Tile Operations

This section documents various operations for manipulating tile like objects.

cuda::tiles::full

template<ct::tile_like T>
__tile__ T full(ct::tile_element_t<T> x) noexcept;

Yields a tile like object of type \(T\) whose elements all have value x.

Example

The code ct::full<ct::tile<int, ct::shape<2, 2>>>(42) produces the following matrix:

\[\begin{split}\begin{pmatrix} 42 & 42 \\ 42 & 42 \end{pmatrix}\end{split}\]

cuda::tiles::iota

template<ct::integral_tile T>
requires /* atomic constraint */
__tile__ T iota() noexcept;

Yields an integral tile of type \(T\) whose row major arrangement is the sequence \((0, 1, ..., N - 1)\) where \(N\) is the tile size of \(T\).

The atomic constraint validates that \(N - 1\) is representable in the element type of \(T\).

Example

The code ct::iota<ct::tile<int, ct::shape<2, 4>>>() produces the following matrix:

\[\begin{split}\begin{pmatrix} 0 & 1 & 2 & 3 \\ 4 & 5 & 6 & 7 \end{pmatrix}\end{split}\]

cuda::tiles::ones

template<ct::numeric_tile T>
__tile__ T ones() noexcept;

Yields a numeric tile object of type \(T\) whose elements all have value \(1\) or true in the case of bool elements.

Example

The code ct::ones<ct::tile<int, ct::shape<2, 2>>>(42) produces the following matrix:

\[\begin{split}\begin{pmatrix} 1 & 1 \\ 1 & 1 \end{pmatrix}\end{split}\]

cuda::tiles::zeros

template<ct::numeric_tile T>
__tile__ T zeros() noexcept;

Yields a numeric tile object of type \(T\) whose elements all have value \(0\) or false in the case of bool elements.

When \(T\) is a basic floating point tile, the sign bit of each element of the result shall be positive.

Example

The code ct::zeros<ct::tile<double, ct::shape<2, 2>>>(42) produces the following matrix:

\[\begin{split}\begin{pmatrix} 0.0 & 0.0 \\ 0.0 & 0.0 \end{pmatrix}\end{split}\]

cuda::tiles::isinf

template<ct::basic_floating_point_tile T>
__tile__ ct::tile_with_element_t<T, bool> isinf(T x);

Performs an elementwise check for infinities in x.
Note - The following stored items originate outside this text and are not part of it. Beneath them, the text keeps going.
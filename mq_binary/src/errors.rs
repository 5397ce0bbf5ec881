use thiserror::Error;

#[derive(Error, Debug, Clone, PartialEq, Eq)]
pub enum ProtocolError {
    #[error("Invalid structure length: expected {expected} bytes, got {actual} bytes")]
    InvalidLength { expected: usize, actual: usize },

    #[error("Invalid structure identifier for {structure}: expected {expected:?}, found {actual:?}")]
    InvalidStrucId { structure: &'static str, expected: String, actual: String },

    #[error("Invalid memory alignment: address {address:#x} is not {align}-byte aligned")]
    InvalidAlignment { address: usize, align: usize },

    #[error("String too long: {length} characters exceeds field width of {max}")]
    StringTooLong { length: usize, max: usize },

    #[error("Invalid character '{char}' at position {position}")]
    InvalidCharacter { char: char, position: usize },
}

pub type Result<T> = std::result::Result<T, ProtocolError>;

#[cfg(test)]
mod tests {
    use super::*;

    #[test]
    fn test_error_messages() {
        let err = ProtocolError::InvalidLength { expected: 364, actual: 12 };
        assert_eq!(err.to_string(), "Invalid structure length: expected 364 bytes, got 12 bytes");

        let err = ProtocolError::StringTooLong { length: 60, max: 48 };
        assert_eq!(err.to_string(), "String too long: 60 characters exceeds field width of 48");

        let err = ProtocolError::InvalidStrucId { structure: "MQMD", expected: "MD  ".into(), actual: "OD  ".into() };
        assert_eq!(err.to_string(), "Invalid structure identifier for MQMD: expected \"MD  \", found \"OD  \"");
    }
}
For each element \(a\) of x, the result is true if \(a\) is positive or negative infinity and false otherwise.

Example

The following code checks for infinite values in x:

namespace ct = ::cuda::tiles;
using i32x4 = ct::tile<int, ct::shape<4>>;

float xData[4] = {
  1.0  / 0.0,  // positive inf
  -1.0 / 0.0,  // negative inf
  0.0  / 0.0,  // NaN
  1.0,         // finite
};

auto x = ct::load(&xData[0] + ct::iota<i32x4>());
auto r = ct::isinf(x);
\[\begin{split}\begin{pmatrix} \infty \\ -\infty \\ \text{NaN} \\ 1.0 \end{pmatrix} \rightarrow \begin{pmatrix} \text{true} \\ \text{true} \\ \text{false} \\ \text{false} \end{pmatrix}\end{split}\]

cuda::tiles::isnan

template<ct::basic_floating_point_tile T>
__tile__ ct::tile_with_element_t<T, bool> isnan(T x);

Performs an elementwise check for NaN values in x.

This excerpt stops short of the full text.